Italie-Le gvt refuse de lier son sort au résultat du référendum

le
0
    ROME, 2 octobre (Reuters) - Le gouvernement italien ne 
démissionnera pas quel que soit le résultat du référendum prévu 
le 4 décembre proposant une réforme de la Constitution dont le 
président du Conseil Matteo Renzi a fait l'un de ses engagements 
politiques, a indiqué dimanche le ministre italien de 
l'Intérieur. 
    A plusieurs reprises, Renzi a lié son sort au résultat de 
cette consultation qui doit mettre fin au bicamérisme intégral 
et réduire les pouvoirs du Sénat afin d'améliorer la stabilité 
institutionnelle en Italie. 
    Au cours des dernières semaines, le chef du gouvernement a 
toutefois pris soin de nuancer sa position de départ, affirmant 
que cela occultait le débat sur le fond de la réforme. 

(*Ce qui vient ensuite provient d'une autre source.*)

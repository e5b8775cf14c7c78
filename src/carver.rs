use rand::{rngs::StdRng, Rng, SeedableRng};
use tracing::{debug, trace};

use crate::maze::{Direction, Maze, Vector};

/// Neighbours are collected in this order before one is picked at random.
static CARVE_ORDER: [Direction; 4] = [
    Direction::Left,
    Direction::Right,
    Direction::Up,
    Direction::Down,
];

/// Carves a perfect maze with randomized depth-first backtracking.
pub struct Carver<R> {
    rng: R,
}

impl Carver<StdRng> {
    pub fn from_seed(seed: u64) -> Self {
        Self::new(StdRng::seed_from_u64(seed))
    }

    pub fn from_entropy() -> Self {
        Self::new(StdRng::from_entropy())
    }
}

impl<R: Rng> Carver<R> {
    pub const fn new(rng: R) -> Self {
        Self { rng }
    }

    pub fn carve(&mut self, maze: &mut Maze) {
        let start = maze.start();
        let mut cells = Vec::new();
        let mut carved = 0usize;

        Self::visit(maze, start);
        cells.push(start);
        while let Some(&cell) = cells.last() {
            let unvisited = CARVE_ORDER
                .iter()
                .copied()
                .filter(|&dir| {
                    maze.cell(cell + dir.offset())
                        .is_some_and(|neighbour| !neighbour.visited)
                })
                .collect::<Vec<_>>();

            if unvisited.is_empty() {
                cells.pop();
            } else {
                let dir = unvisited[self.rng.gen_range(0..unvisited.len())];
                let next = cell + dir.offset();
                trace!(?cell, ?dir, "carving passage");

                maze.carve_passage(cell, dir);
                Self::visit(maze, next);
                cells.push(next);
                carved += 1;
            }
        }

        // Entrance and exit face outside the grid.
        maze.open_boundary(start, Direction::Left);
        let exit = maze.exit();
        maze.open_boundary(exit, Direction::Right);

        maze.reset_visited();
        debug!(
            width = maze.width(),
            height = maze.height(),
            passages = carved,
            "maze carved"
        );
    }

    fn visit(maze: &mut Maze, pos: Vector) {
        if let Some(cell) = maze.cell_mut(pos) {
            cell.visited = true;
        }
    }
}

    Les récents sondages montrent que le camp du "non" est en 
tête, une perspective qui inquiète les capitales européennes  
redoutant un affaiblissement du pouvoir à Rome au moment où le 
bloc communautaire doit composer avec le Brexit. 
    Se voulant rassurant, le ministre de l'Intérieur Angelino 
Alfano, membre d'un petit parti de centre droit allié du Parti 
démocrate (PD) de Renzi, a affirmé que le gouvernement resterait 
en place quelle que soit l'issue du scrutin. 

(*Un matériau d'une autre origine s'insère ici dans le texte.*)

#![allow(clippy::cast_sign_loss)]

use std::{
    fmt::{self, Display},
    ops::Add,
};

use thiserror::Error;

#[derive(Debug, Error, PartialEq, Eq)]
pub enum MazeError {
    #[error("maze dimensions must be positive, got {width}x{height}")]
    InvalidDimensions { width: i32, height: i32 },
    #[error("a {width}x{height} maze has too many cells")]
    TooLarge { width: i32, height: i32 },
}

#[derive(Copy, Clone, Debug, PartialEq, Eq, Hash)]
pub struct Vector(pub i32, pub i32);

impl Add for Vector {
    type Output = Self;

    fn add(self, other: Self) -> Self {
        Self(self.0 + other.0, self.1 + other.1)
    }
}

#[derive(Copy, Clone, Debug, PartialEq, Eq)]
pub enum Direction {
    Up,
    Right,
    Down,
    Left,
}

impl Direction {
    /// Clockwise from the top. The solver explores in this order.
    pub const ALL: [Self; 4] = [Self::Up, Self::Right, Self::Down, Self::Left];

    pub const fn offset(self) -> Vector {
        match self {
            Self::Up => Vector(0, -1),
            Self::Right => Vector(1, 0),
            Self::Down => Vector(0, 1),
            Self::Left => Vector(-1, 0),
        }
    }

    pub const fn opposite(self) -> Self {
        match self {
            Self::Up => Self::Down,
            Self::Right => Self::Left,
            Self::Down => Self::Up,
            Self::Left => Self::Right,
        }
    }
}

#[derive(Copy, Clone, Debug, PartialEq, Eq)]
pub struct Cell {
    pub up: bool,
    pub down: bool,
    pub left: bool,
    pub right: bool,
    pub visited: bool,
    pub on_path: bool,
}

impl Default for Cell {
    fn default() -> Self {
        Self {
            up: true,
            down: true,
            left: true,
            right: true,
            visited: false,
            on_path: false,
        }
    }
}

impl Cell {
    pub const fn wall(&self, dir: Direction) -> bool {
        match dir {
            Direction::Up => self.up,
            Direction::Right => self.right,
            Direction::Down => self.down,
            Direction::Left => self.left,
        }
    }

    pub fn set_wall(&mut self, dir: Direction, present: bool) {
        match dir {
            Direction::Up => self.up = present,
            Direction::Right => self.right = present,
            Direction::Down => self.down = present,
            Direction::Left => self.left = present,
        }
    }
}

/// A rectangular grid of walled cells, stored row-major.
///
/// Walls between two cells are stored on both sides and are only ever
/// opened in pairs through [`Maze::carve_passage`]. The only unpaired
/// openings are the boundary ones made by [`Maze::open_boundary`].
pub struct Maze {
    width: i32,
    height: i32,
    cells: Vec<Cell>,
}

impl Maze {
    pub fn new(width: i32, height: i32) -> Result<Self, MazeError> {
        if width <= 0 || height <= 0 {
            return Err(MazeError::InvalidDimensions { width, height });
        }
        let count = (width as usize)
            .checked_mul(height as usize)
            .filter(|&n| n <= i32::MAX as usize)
            .ok_or(MazeError::TooLarge { width, height })?;

        Ok(Self {
            width,
            height,
            cells: vec![Cell::default(); count],
        })
    }

    pub const fn width(&self) -> i32 {
        self.width
    }

    pub const fn height(&self) -> i32 {
        self.height
    }

    pub const fn start(&self) -> Vector {
        Vector(0, 0)
    }

    pub const fn exit(&self) -> Vector {
        Vector(self.width - 1, self.height - 1)
    }

    pub const fn contains(&self, pos: Vector) -> bool {
        pos.0 >= 0 && pos.0 < self.width && pos.1 >= 0 && pos.1 < self.height
    }

    fn index(&self, pos: Vector) -> Option<usize> {
        self.contains(pos)
            .then(|| (pos.1 as usize) * (self.width as usize) + pos.0 as usize)
    }

    pub fn cell(&self, pos: Vector) -> Option<&Cell> {
        self.index(pos).map(|idx| &self.cells[idx])
    }

    pub fn cell_mut(&mut self, pos: Vector) -> Option<&mut Cell> {
        self.index(pos).map(move |idx| &mut self.cells[idx])
    }

    pub fn cells(&self) -> impl Iterator<Item = (Vector, &Cell)> {
        let width = self.width;
        self.cells
            .iter()
            .enumerate()
            .map(move |(idx, cell)| (Vector(idx as i32 % width, idx as i32 / width), cell))
    }

    /// Whether `pos` has an open passage into its in-bounds neighbour in `dir`.
    pub fn is_open(&self, pos: Vector, dir: Direction) -> bool {
        self.contains(pos + dir.offset()) && self.cell(pos).is_some_and(|c| !c.wall(dir))
    }

    /// Opens the wall pair between `pos` and its neighbour in `dir`.
    /// Does nothing if either cell is outside the grid.
    pub fn carve_passage(&mut self, pos: Vector, dir: Direction) {
        let next = pos + dir.offset();
        if !(self.contains(pos) && self.contains(next)) {
            return;
        }
        if let Some(cell) = self.cell_mut(pos) {
            cell.set_wall(dir, false);
        }
        if let Some(cell) = self.cell_mut(next) {
            cell.set_wall(dir.opposite(), false);
        }
    }

    /// Opens a single wall of `pos`; used for the entrance and exit, which
    /// face outside the grid and have no matching neighbour wall.
    pub fn open_boundary(&mut self, pos: Vector, dir: Direction) {
        if let Some(cell) = self.cell_mut(pos) {
            cell.set_wall(dir, false);
        }
    }

    pub fn reset_visited(&mut self) {
        for cell in &mut self.cells {
            cell.visited = false;
        }
    }

    pub fn clear_path(&mut self) {
        for cell in &mut self.cells {
            cell.on_path = false;
        }
    }

    pub const fn render(&self, mode: Mode) -> Render<'_> {
        Render { maze: self, mode }
    }
}

#[derive(Copy, Clone, Debug, PartialEq, Eq)]
pub enum Mode {
    Plain,
    Solution,
}

pub struct Render<'a> {
    maze: &'a Maze,
    mode: Mode,
}

impl Render<'_> {
    const MARKER: char = '*';
}

impl Display for Render<'_> {
    fn fmt(&self, f: &mut fmt::Formatter<'_>) -> fmt::Result {
        let maze = self.maze;
        for y in 0..maze.height {
            for x in 0..maze.width {
                let cell = maze.cell(Vector(x, y)).ok_or(fmt::Error)?;
                write!(f, "{}", if cell.up { "+---" } else { "+   " })?;
            }
            writeln!(f, "+")?;

            for x in 0..maze.width {
                let cell = maze.cell(Vector(x, y)).ok_or(fmt::Error)?;
                write!(f, "{}", if cell.left { '|' } else { ' ' })?;
                if self.mode == Mode::Solution && cell.on_path {
                    write!(f, " {} ", Self::MARKER)?;
                } else {
                    write!(f, "   ")?;
                }
            }
            writeln!(f, "|")?;
        }
        for _ in 0..maze.width {
            write!(f, "+---")?;
        }
        writeln!(f, "+")
    }
}

impl Display for Maze {
    fn fmt(&self, f: &mut fmt::Formatter<'_>) -> fmt::Result {
        self.render(Mode::Plain).fmt(f)
    }
}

    "Ceux qui sont d'accord avec le contenu de cette réforme 
mais qui vont voter 'non' seulement pour se débarrasser de Renzi 
doivent savoir que ce gouvernement ne démissionnera pas, ils ont 
donc tout intérêt à voter 'oui'", explique Alfano au quotidien 
Il Messagero. 
    Selon lui, le camp du "non" est une alliance de différents 
partis qui ne partagent aucune valeur commune. "De fait, ce 
gouvernement est le seul possible", a-t-il estimé. 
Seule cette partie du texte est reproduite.